Reflections on COP21 - Part I: The Past
After one week in Paris, participating in talks, forums, events and spending time in a city whose residents have just undergone a collective trauma, I spent my last day in France sitting in a park at the foot of the Eiffel Tower, pondering the 20th century that was, and the 21st century to come. Built at the tail end of the 19th century, the Eiffel Tower is the most photographed object on earth. And it is no wonder. This monument is so compelling in person, there's an urge to convey that feeling and share it, but there is no way to capture its size, context, and relation to the city and space that surrounds it. It is the tallest structure in Paris, and while it is undoubtedly the city's icon, it stands apart entirely from the otherwise from the aesthetics of the built environment.

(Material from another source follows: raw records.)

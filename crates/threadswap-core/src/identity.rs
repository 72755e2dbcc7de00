// Rust guideline compliant 2026-10-19

//! Hash-based identifiers for Threadswap records.
//!
//! Identifiers look like `itm-1a2b3c4d`: a kind prefix, a dash, and the first
//! eight hex digits of a SHA-256 over the seed fields, a timestamp and a nonce.

use crate::{Error, Result};
use sha2::{Digest, Sha256};

/// Number of hex digits after the prefix.
pub const HASH_LEN: usize = 8;

/// Minimum number of hex digits accepted in a partial identifier.
pub const MIN_PARTIAL_LEN: usize = 3;

/// Record kind encoded in an identifier prefix.
#[derive(Debug, Clone, Copy, PartialEq, Eq)]
pub enum IdKind {
    Item,
    User,
    Swap,
    Transaction,
}

impl IdKind {
    /// Returns the three-letter prefix for the kind.
    #[must_use]
    pub fn prefix(&self) -> &'static str {
        match self {
            IdKind::Item => "itm",
            IdKind::User => "usr",
            IdKind::Swap => "swp",
            IdKind::Transaction => "txn",
        }
    }

    fn from_prefix(prefix: &str) -> Option<Self> {
        match prefix {
            "itm" => Some(IdKind::Item),
            "usr" => Some(IdKind::User),
            "swp" => Some(IdKind::Swap),
            "txn" => Some(IdKind::Transaction),
            _ => None,
        }
    }
}

/// Generates an identifier for a record of `kind`.
///
/// # Arguments
///
/// * `kind` - Record kind
/// * `seed` - Fields that distinguish the record
/// * `timestamp` - Creation time
/// * `nonce` - Collision counter; bump it and retry on a clash
pub fn generate_id(kind: IdKind, seed: &[&str], timestamp: i64, nonce: u32) -> String {
    let mut hasher = Sha256::new();
    hasher.update(kind.prefix().as_bytes());
    for part in seed {
        hasher.update(part.as_bytes());
        hasher.update([0u8]);
    }
    hasher.update(timestamp.to_le_bytes());
    hasher.update(nonce.to_le_bytes());

    let hex = format!("{:x}", hasher.finalize());
    format!("{}-{}", kind.prefix(), &hex[..HASH_LEN])
}

/// Generates an identifier that `exists` does not already know.
pub fn generate_unique_id<F>(kind: IdKind, seed: &[&str], timestamp: i64, exists: F) -> String
where
    F: Fn(&str) -> bool,
{
    let mut nonce = 0u32;
    loop {
        let id = generate_id(kind, seed, timestamp, nonce);
        if !exists(&id) {
            return id;
        }
        nonce = nonce.wrapping_add(1);
    }
}

/// Validates the shape of a full identifier.
///
/// # Errors
///
/// Returns `InvalidArgument` if the prefix is unknown or the hash part is not
/// eight lowercase hex digits.
pub fn validate_id_format(id: &str) -> Result<()> {
    let (prefix, hash) = id
        .split_once('-')
        .ok_or_else(|| Error::InvalidArgument(format!("Malformed ID: {}", id)))?;
    if IdKind::from_prefix(prefix).is_none() {
        return Err(Error::InvalidArgument(format!(
            "Unknown ID prefix '{}' in {}",
            prefix, id
        )));
    }
    if hash.len() != HASH_LEN || !hash.chars().all(|c| matches!(c, '0'..='9' | 'a'..='f')) {
        return Err(Error::InvalidArgument(format!("Malformed ID: {}", id)));
    }
    Ok(())
}

/// Resolves a partial identifier against known identifiers of one kind.
///
/// Accepts a full ID, a prefixed partial (`itm-1a2`) or a bare hash
/// partial (`1a2`).
///
/// # Errors
///
/// Returns an error if:
/// - The partial is shorter than three hex digits (`InvalidArgument`)
/// - Nothing matches (`NotFound`)
/// - Several identifiers match (`AmbiguousId`)
pub fn resolve_partial_id<'a, I>(kind: IdKind, partial: &str, ids: I) -> Result<String>
where
    I: IntoIterator<Item = &'a str>,
{
    let partial = partial.trim().to_lowercase();
    let hash_part = match partial.split_once('-') {
        Some((prefix, rest)) if prefix == kind.prefix() => rest.to_string(),
        Some(_) => return Err(Error::NotFound(partial)),
        None => partial.clone(),
    };

    if hash_part.len() < MIN_PARTIAL_LEN {
        return Err(Error::InvalidArgument(format!(
            "ID '{}' must include at least {} characters",
            partial, MIN_PARTIAL_LEN
        )));
    }

    let needle = format!("{}-{}", kind.prefix(), hash_part);
    let mut matches: Vec<String> = ids
        .into_iter()
        .filter(|id| id.starts_with(&needle))
        .map(str::to_string)
        .collect();

    match matches.len() {
        0 => Err(Error::NotFound(partial)),
        1 => Ok(matches.remove(0)),
        _ => {
            if let Some(exact) = matches.iter().find(|id| **id == needle) {
                return Ok(exact.clone());
            }
            Err(Error::AmbiguousId(partial, matches))
        }
    }
}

Its shape is at once masculine and feminine, industrial and artistic, utilitarian and frivolous, familiar and totally unique. A perfect symbol of the global culture that emerged in the 20th century, the tower is an act of hubris and tremendous will, and through form and function, communicates a yearning to grow, dominate, build, destroy old icons and aesthetics and rebuild humanity anew. A century obsessed with reinvention, fraught with folly, and characterized by the notion of linear time and progress, represents the process that brought us here, to everything we know, and everything we know we can and can't continue to do. It is quite easy to hate on the 20th century (world wars, atomic bomb, population explosion, ecological degradation) or valorize it at the same time (international travel, space travel, communication revolution, medical advancements). But with all that, it's also the century in which I was born and grew up, and it carries a legacy that will forever be mine to take responsibility for and engage with.
It is as though the Eiffel Tower foresaw the many wonders and tragedies of humanity's energies and ambitions as we entered and created a new epoch. I wondered, as we embark on this century, what symbol will represent it (and us) in the years, decades, and millennia to come. Will the symbol of the 21st Century disclose our urgent drive for transformation; our deeply varied senses of past, present, and future; our many different cultures, and our dominant ideologies. Has this century's icon already been built?